Chapitre 74 – Ray Bieber
Les halètements bruyants et coups intenses se succédèrent par intermittence avant de se confondre. Cela rendait Klein et ses compagnons extrêmement nerveux, comme s’ils entendaient un murmure maléfique.
Profitant du moment d’inattention d’Ayur, Dunn et Loretta, le clown en costume sortit de sa poche un long bout de papier.
De sa main droite, il le secoua et le papier s’enflamma en un fouet noir et ardent qu’il fit claquer non loin de sa cheville.
Un cri fugace mais tragique retentit lorsque le clown se libéra de ses menottes invisibles et fit un saut périlleux.
Dunn, Ayur et Loretta tirèrent, mais leurs balles ne firent que toucher les caisses de bois.
Le clown pressa sur sa blessure et prit la fuite dans la direction opposée à l’entrepôt. Il était si rapide qu’il disparut en un clin d’œil, ne laissant sur son passage qu’un souffle d’air. Mais juste avant de se volatiliser, il fit un geste de sa main droite posée sur son abdomen vers son bras gauche, dévoilant un ventre en parfait état! Mais le clown n’avait fait que déplacer le mal sur son bras gauche, qui était désormais gravement endommagé comme en témoignait la balle en argent visible dans sa chair déchirée.
Dunn et ses comparses, trop impressionnés par le halètement bruyant qui les rendait nerveux et peu sûrs d’eux, ne le suivirent pas.

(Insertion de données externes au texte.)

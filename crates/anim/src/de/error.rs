use std::{error, fmt, io};

/// Indicates GIF data could not be decoded.
#[non_exhaustive]
#[derive(Debug)]
pub enum DecodeError {
    /// An error occurred while attempting to read from a file.
    ReadFailure {
        /// The underlying error that caused the failure.
        source: io::Error,
    },

    /// The data does not start with a `GIF87a` or `GIF89a` signature.
    MalformedHeader {
        /// The first six bytes of the data (zero-filled if shorter).
        signature: [u8; 6],
    },

    /// Attempted to read more bytes than were available.
    TruncatedData {
        /// The number of bytes needed to complete the operation.
        needed: usize,
        /// The frame being read, if any.
        frame: Option<usize>,
    },

    /// The stream contains an extension this decoder does not know.
    UnsupportedExtension {
        /// The extension label that follows the `0x21` introducer.
        label: u8,
        /// The frame being read, if any.
        frame: Option<usize>,
    },

    /// The next byte does not introduce an extension, an image or the trailer.
    UnexpectedBlock {
        /// The byte found where a block introducer was expected.
        introducer: u8,
        /// Position of the byte in the data.
        offset: usize,
        /// The frame being read, if any.
        frame: Option<usize>,
    },

    /// A fixed-size extension block declares the wrong size.
    InvalidBlockSize {
        /// The extension label.
        label: u8,
        /// The size required by the file format.
        expected: u8,
        /// The size found in the data.
        actual: u8,
        /// The frame being read, if any.
        frame: Option<usize>,
    },

    /// The LZW minimum code size is outside `2..=8`.
    InvalidCodeSize {
        /// The code size found in the data.
        size: u8,
        /// The frame being read, if any.
        frame: Option<usize>,
    },

    /// The compressed pixel data is corrupt.
    Lzw {
        /// The underlying error that caused the failure.
        source: weezl::LzwError,
        /// The frame being read, if any.
        frame: Option<usize>,
    },

    /// The compressed pixel data does not decode to `width * height` pixels.
    PixelCountMismatch {
        /// The number of pixels the image descriptor calls for.
        expected: usize,
        /// The number of pixels decoded.
        actual: usize,
        /// The frame being read, if any.
        frame: Option<usize>,
    },

    /// Neither the frame nor the document has a color table.
    MissingPalette {
        /// The frame being read, if any.
        frame: Option<usize>,
    },

    /// The transparency index does not refer to an entry of the frame's palette.
    TransparencyOutOfRange {
        /// The transparency index found in the Graphic Control Extension.
        index: u8,
        /// The length of the frame's effective palette.
        palette_len: usize,
        /// The frame being read, if any.
        frame: Option<usize>,
    },
}

impl DecodeError {
    /// The index of the frame that was being read when the error occurred.
    #[must_use]
    pub const fn frame(&self) -> Option<usize> {
        match *self {
            Self::ReadFailure { .. } | Self::MalformedHeader { .. } => None,
            Self::TruncatedData { frame, .. }
            | Self::UnsupportedExtension { frame, .. }
            | Self::UnexpectedBlock { frame, .. }
            | Self::InvalidBlockSize { frame, .. }
            | Self::InvalidCodeSize { frame, .. }
            | Self::Lzw { frame, .. }
            | Self::PixelCountMismatch { frame, .. }
            | Self::MissingPalette { frame }
            | Self::TransparencyOutOfRange { frame, .. } => frame,
        }
    }

    /// Attach the index of the frame being read, unless one is already set.
    #[must_use]
    pub(crate) fn at_frame(mut self, index: usize) -> Self {
        match self {
            Self::ReadFailure { .. } | Self::MalformedHeader { .. } => {}
            Self::TruncatedData { ref mut frame, .. }
            | Self::UnsupportedExtension { ref mut frame, .. }
            | Self::UnexpectedBlock { ref mut frame, .. }
            | Self::InvalidBlockSize { ref mut frame, .. }
            | Self::InvalidCodeSize { ref mut frame, .. }
            | Self::Lzw { ref mut frame, .. }
            | Self::PixelCountMismatch { ref mut frame, .. }
            | Self::MissingPalette { ref mut frame }
            | Self::TransparencyOutOfRange { ref mut frame, .. } => {
                frame.get_or_insert(index);
            }
        }
        self
    }
}

impl error::Error for DecodeError {
    fn source(&self) -> Option<&(dyn error::Error + 'static)> {
        match *self {
            Self::ReadFailure { ref source } => Some(source),
            Self::Lzw { ref source, .. } => Some(source),
            Self::MalformedHeader { .. }
            | Self::TruncatedData { .. }
            | Self::UnsupportedExtension { .. }
            | Self::UnexpectedBlock { .. }
            | Self::InvalidBlockSize { .. }
            | Self::InvalidCodeSize { .. }
            | Self::PixelCountMismatch { .. }
            | Self::MissingPalette { .. }
            | Self::TransparencyOutOfRange { .. } => None,
        }
    }
}

impl fmt::Display for DecodeError {
    fn fmt(&self, f: &mut fmt::Formatter<'_>) -> fmt::Result {
        match *self {
            Self::ReadFailure { .. } => f.write_str("failed to read GIF file")?,
            Self::MalformedHeader { signature } => {
                let signature = String::from_utf8_lossy(&signature).to_string();
                write!(f, "expected signature \"GIF89a\" or \"GIF87a\", got {signature:?}")?;
            }
            Self::TruncatedData { needed, .. } => {
                write!(f, "not enough data (needed {needed} additional bytes)")?;
            }
            Self::UnsupportedExtension { label, .. } => {
                write!(f, "unsupported extension label 0x{label:02X}")?;
            }
            Self::UnexpectedBlock {
                introducer, offset, ..
            } => {
                write!(f, "unexpected block introducer 0x{introducer:02X} at offset {offset}")?;
            }
            Self::InvalidBlockSize {
                label,
                expected,
                actual,
                ..
            } => {
                write!(
                    f,
                    "expected extension 0x{label:02X} to be {expected} bytes, got {actual}"
                )?;
            }
            Self::InvalidCodeSize { size, .. } => {
                write!(f, "expected LZW minimum code size between 2 and 8, got {size}")?;
            }
            Self::Lzw { .. } => f.write_str("failed to decompress pixel data")?,
            Self::PixelCountMismatch {
                expected, actual, ..
            } => {
                write!(f, "expected {expected} pixels, got {actual}")?;
            }
            Self::MissingPalette { .. } => f.write_str("no local or global color table")?,
            Self::TransparencyOutOfRange {
                index, palette_len, ..
            } => {
                write!(
                    f,
                    "transparency index {index} is outside a palette of {palette_len} colors"
                )?;
            }
        }

        if let Some(frame) = self.frame() {
            write!(f, " (frame {frame})")?;
        }

        Ok(())
    }
}
use crate::de::error::DecodeError;

/// Represents an ongoing parse.
pub struct Parser<'a> {
    data: &'a [u8],
    offset: usize,
}

impl<'a> Parser<'a> {
    pub const fn new(data: &'a [u8]) -> Self {
        Self { data, offset: 0 }
    }

    /// Return the next `size` bytes.
    ///
    /// # Errors
    ///
    /// This function returns an error if:
    ///
    /// - There are not enough bytes to fill a buffer of size `size`.
    pub fn read_bytes(&mut self, size: usize) -> Result<&'a [u8], DecodeError> {
        let (result, data) = self.data.split_at_checked(size).ok_or_else(|| {
            DecodeError::TruncatedData {
                needed: size.saturating_sub(self.data.len()),
                frame: None,
            }
        })?;

        self.data = data;
        self.offset += size;
        Ok(result)
    }

    /// Return the next `N` bytes as an array.
    pub fn read_array<const N: usize>(&mut self) -> Result<[u8; N], DecodeError> {
        let bytes = self.read_bytes(N)?;
        let mut array = [0; N];
        array.copy_from_slice(bytes);
        Ok(array)
    }

    /// Collect the data of a chain of sub-blocks, up to and including the empty terminator.
    ///
    /// Each sub-block is a length byte followed by that many bytes of data.
    pub fn read_sub_blocks(&mut self) -> Result<Vec<u8>, DecodeError> {
        let mut data = Vec::new();

        loop {
            let size = usize::from(self.read_u8()?);
            if size == 0 {
                return Ok(data);
            }
            data.extend_from_slice(self.read_bytes(size)?);
        }
    }

    /// Skip a chain of sub-blocks, up to and including the empty terminator.
    pub fn skip_sub_blocks(&mut self) -> Result<(), DecodeError> {
        loop {
            let size = usize::from(self.read_u8()?);
            if size == 0 {
                return Ok(());
            }
            self.read_bytes(size)?;
        }
    }
}

impl Parser<'_> {
    pub const fn bytes_remaining(&self) -> usize {
        self.data.len()
    }

    /// Number of bytes consumed so far.
    pub const fn offset(&self) -> usize {
        self.offset
    }

    pub fn read_u8(&mut self) -> Result<u8, DecodeError> {
        let [value] = self.read_array::<1>()?;
        Ok(value)
    }

    pub fn read_u16(&mut self) -> Result<u16, DecodeError> {
        // GIF stores multi-byte integers least significant byte first.
        self.read_array::<2>().map(u16::from_le_bytes)
    }
}

#[cfg(test)]
mod tests {
    use super::*;

    #[test]
    fn little_endian() {
        let mut parser = Parser::new(&[0x34, 0x12, 0xFF]);
        assert_eq!(parser.read_u16().expect("expected two bytes"), 0x1234);
        assert_eq!(parser.offset(), 2);
        assert_eq!(parser.bytes_remaining(), 1);
    }

    #[test]
    fn sub_blocks() {
        let data = [2, b'a', b'b', 1, b'c', 0, 0x3B];
        let mut parser = Parser::new(&data);
        assert_eq!(parser.read_sub_blocks().expect("expected valid sub-blocks"), b"abc");
        assert_eq!(parser.bytes_remaining(), 1);
    }

    #[test]
    fn truncated_sub_blocks() {
        let data = [5, b'a', b'b'];
        let mut parser = Parser::new(&data);
        let err = parser.skip_sub_blocks().expect_err("expected missing bytes");
        assert!(matches!(err, DecodeError::TruncatedData { needed: 3, .. }));
    }
}
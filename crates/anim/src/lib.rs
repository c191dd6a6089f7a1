//! Decode GIF animations, split them into standalone animations, and encode them again.

#![warn(
    missing_docs,
    clippy::correctness,
    clippy::suspicious,
    clippy::complexity,
    clippy::perf,
    clippy::style,
    clippy::pedantic
)]

mod block;
pub mod de;
mod document;
pub mod ser;
pub mod split;

pub use document::{
    AnimationDocument, DisposalMethod, Frame, MAX_PALETTE_LEN, Palette, PaletteError, Rgb,
};
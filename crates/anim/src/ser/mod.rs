//! Encode GIF animations.

mod error;
pub(crate) mod writer;

pub use error::EncodeError;
use tracing::debug;
use weezl::BitOrder;
use writer::Writer;

use crate::block::{
    self, GraphicControl, ImageDescriptor, SIGNATURE_89A, ScreenDescriptor, TRAILER,
};
use crate::document::{AnimationDocument, Frame, Palette};

/// Encode `document` as a GIF89a stream.
///
/// Every frame is validated before any byte is produced, so either the whole stream is returned
/// or nothing is.
///
/// # Errors
///
/// This function returns an error if:
///
/// - A frame has no local palette and the document has no global palette.
/// - A frame's pixel buffer does not match its dimensions.
/// - A pixel or the transparency index lies outside the frame's effective palette.
pub fn encode(document: &AnimationDocument) -> Result<Vec<u8>, EncodeError> {
    let palettes = document
        .frames()
        .iter()
        .map(|frame| validate_frame(frame, document.effective_palette(frame)))
        .collect::<Result<Vec<_>, _>>()?;

    let estimate = document
        .frames()
        .iter()
        .map(|frame| frame.pixel_count() + 800)
        .sum::<usize>();
    let mut writer = Writer::with_capacity(estimate + 800);

    writer.write_bytes(SIGNATURE_89A);
    ScreenDescriptor::new(
        document.width(),
        document.height(),
        document.global_palette(),
        document.background_index(),
    )
    .write(&mut writer);

    if let Some(palette) = document.global_palette() {
        writer.write_bytes(&palette.to_table_bytes());
    }

    if let Some(loop_count) = document.loop_count() {
        block::write_loop_extension(&mut writer, loop_count);
    }

    for (frame, palette) in document.frames().iter().zip(palettes) {
        write_frame(&mut writer, frame, palette)?;
    }

    writer.write_u8(TRAILER);

    let bytes = writer.into_inner();
    debug!("encoded {} frames into {} bytes", document.len(), bytes.len());
    Ok(bytes)
}

/// Check that `frame` can be drawn with `palette` and return that palette.
///
/// # Errors
///
/// This function returns an error if:
///
/// - `palette` is `None`.
/// - The pixel buffer does not hold `width * height` entries.
/// - A pixel or the transparency index lies outside `palette`.
pub fn validate_frame<'a>(
    frame: &Frame,
    palette: Option<&'a Palette>,
) -> Result<&'a Palette, EncodeError> {
    let palette = palette.ok_or(EncodeError::MissingPalette {
        frame: frame.index(),
    })?;

    if frame.pixels().len() != frame.pixel_count() {
        return Err(EncodeError::PixelCountMismatch {
            frame: frame.index(),
            expected: frame.pixel_count(),
            actual: frame.pixels().len(),
        });
    }

    if let Some(index) = frame.transparent_index()
        && !palette.contains_index(index)
    {
        return Err(EncodeError::TransparencyOutOfRange {
            frame: frame.index(),
            index,
            palette_len: palette.len(),
        });
    }

    if let Some((position, &index)) = frame
        .pixels()
        .iter()
        .enumerate()
        .find(|&(_, &index)| !palette.contains_index(index))
    {
        return Err(EncodeError::PixelOutOfRange {
            frame: frame.index(),
            position,
            index,
            palette_len: palette.len(),
        });
    }

    Ok(palette)
}

fn write_frame(writer: &mut Writer, frame: &Frame, palette: &Palette) -> Result<(), EncodeError> {
    if let Some(control) = GraphicControl::for_frame(frame) {
        control.write(writer);
    }

    ImageDescriptor::for_frame(frame).write(writer);

    if let Some(local) = frame.local_palette() {
        writer.write_bytes(&local.to_table_bytes());
    }

    // Codes must cover every index of the table; the format requires at least 2 bits.
    let code_size = palette.table_bits().max(2);
    let data = weezl::encode::Encoder::new(BitOrder::Lsb, code_size)
        .encode(frame.pixels())
        .map_err(|source| EncodeError::Lzw {
            frame: frame.index(),
            source,
        })?;

    writer.write_u8(code_size);
    writer.write_sub_blocks(&data);
    Ok(())
}

#[cfg(test)]
mod tests {
    use super::*;
    use crate::document::{DisposalMethod, Rgb};

    fn palette(len: usize) -> Palette {
        let colors = (0..len)
            .map(|i| {
                let v = u8::try_from(i).expect("expected test palettes to fit in u8");
                Rgb::new(v, 255 - v, v / 2)
            })
            .collect();
        Palette::new(colors).expect("expected test palette to be valid")
    }

    fn checkerboard(width: u16, height: u16, colors: u8) -> Vec<u8> {
        (0..usize::from(width) * usize::from(height))
            .map(|i| u8::try_from(i % usize::from(colors)).expect("expected index to fit"))
            .collect()
    }

    #[test]
    fn round_trip_preserves_pixels() {
        let document = AnimationDocument::new(8, 6)
            .with_global_palette(Some(palette(4)))
            .with_loop_count(Some(0))
            .with_frames(vec![
                Frame::new(8, 6, checkerboard(8, 6, 4)).with_delay(10),
                Frame::new(4, 3, checkerboard(4, 3, 200))
                    .with_position(2, 1)
                    .with_local_palette(Some(palette(200)))
                    .with_transparent_index(Some(199))
                    .with_disposal(DisposalMethod::RestorePrevious)
                    .with_delay(7),
                Frame::new(8, 6, vec![3; 48]).with_disposal(DisposalMethod::DoNotDispose),
            ]);

        let bytes = encode(&document).expect("expected document to encode");
        let decoded =
            AnimationDocument::from_bytes_strict(&bytes).expect("expected output to decode");

        assert_eq!(decoded.len(), 3);
        assert_eq!(decoded.loop_count(), Some(0));
        for (original, decoded) in document.frames().iter().zip(decoded.frames()) {
            assert_eq!(original.pixels(), decoded.pixels());
            assert_eq!(original.transparent_index(), decoded.transparent_index());
            assert_eq!(original.disposal(), decoded.disposal());
            assert_eq!(original.delay(), decoded.delay());
            assert_eq!(
                (original.left(), original.top()),
                (decoded.left(), decoded.top())
            );
        }

        // A 200-color table is padded to 256 entries.
        let local = decoded.frames()[1]
            .local_palette()
            .expect("expected local palette");
        assert_eq!(local.len(), 256);
        assert_eq!(&local.colors()[..200], palette(200).colors());

        let reencoded = encode(&decoded).expect("expected decoded document to encode");
        let again = AnimationDocument::from_bytes_strict(&reencoded).expect("expected to decode");
        assert_eq!(again.frames(), decoded.frames());
    }

    #[test]
    fn no_loop_extension_without_loop_count() {
        let document = AnimationDocument::new(1, 1)
            .with_global_palette(Some(palette(2)))
            .with_frames(vec![Frame::new(1, 1, vec![1])]);

        let bytes = encode(&document).expect("expected document to encode");
        assert!(!bytes.windows(11).any(|window| window == b"NETSCAPE2.0"));
        assert_eq!(bytes.last(), Some(&TRAILER));

        let decoded = AnimationDocument::from_bytes_strict(&bytes).expect("expected to decode");
        assert_eq!(decoded.loop_count(), None);
    }

    #[test]
    fn pixel_outside_palette() {
        let document = AnimationDocument::new(2, 1)
            .with_global_palette(Some(palette(2)))
            .with_frames(vec![
                Frame::new(2, 1, vec![0, 1]),
                Frame::new(2, 1, vec![1, 2]),
            ]);

        let err = encode(&document).expect_err("expected pixel 2 to be rejected");
        assert_eq!(
            err,
            EncodeError::PixelOutOfRange {
                frame: 1,
                position: 1,
                index: 2,
                palette_len: 2,
            }
        );
    }

    #[test]
    fn transparency_outside_palette() {
        let document = AnimationDocument::new(1, 1).with_frames(vec![
            Frame::new(1, 1, vec![0])
                .with_local_palette(Some(palette(4)))
                .with_transparent_index(Some(4)),
        ]);

        let err = encode(&document).expect_err("expected transparency to be rejected");
        assert_eq!(err.frame(), 0);
        assert!(matches!(err, EncodeError::TransparencyOutOfRange { index: 4, .. }));
    }

    #[test]
    fn missing_palette_and_wrong_size() {
        let document = AnimationDocument::new(1, 1).with_frames(vec![Frame::new(1, 1, vec![0])]);
        assert_eq!(
            encode(&document),
            Err(EncodeError::MissingPalette { frame: 0 })
        );

        let document = AnimationDocument::new(2, 2)
            .with_global_palette(Some(palette(2)))
            .with_frames(vec![Frame::new(2, 2, vec![0; 3])]);
        assert_eq!(
            encode(&document),
            Err(EncodeError::PixelCountMismatch {
                frame: 0,
                expected: 4,
                actual: 3,
            })
        );
    }
}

Soudain, la porte de l’entrepôt vola en éclats, puis un objet enveloppé de chiffons fut projeté et atterrit non loin de Klein. Il s’agissait d’un bras dont la chair sanglante avait été mâchée et dont les os blancs étaient brisés de façon irrégulière.
Suivirent alors un jet de sang, puis un œil dilaté et une oreille brutalement arrachée, puis, pour finir, la moitié d’un cœur battant et des intestins remplis d’objets d’un brun-jaunâtre.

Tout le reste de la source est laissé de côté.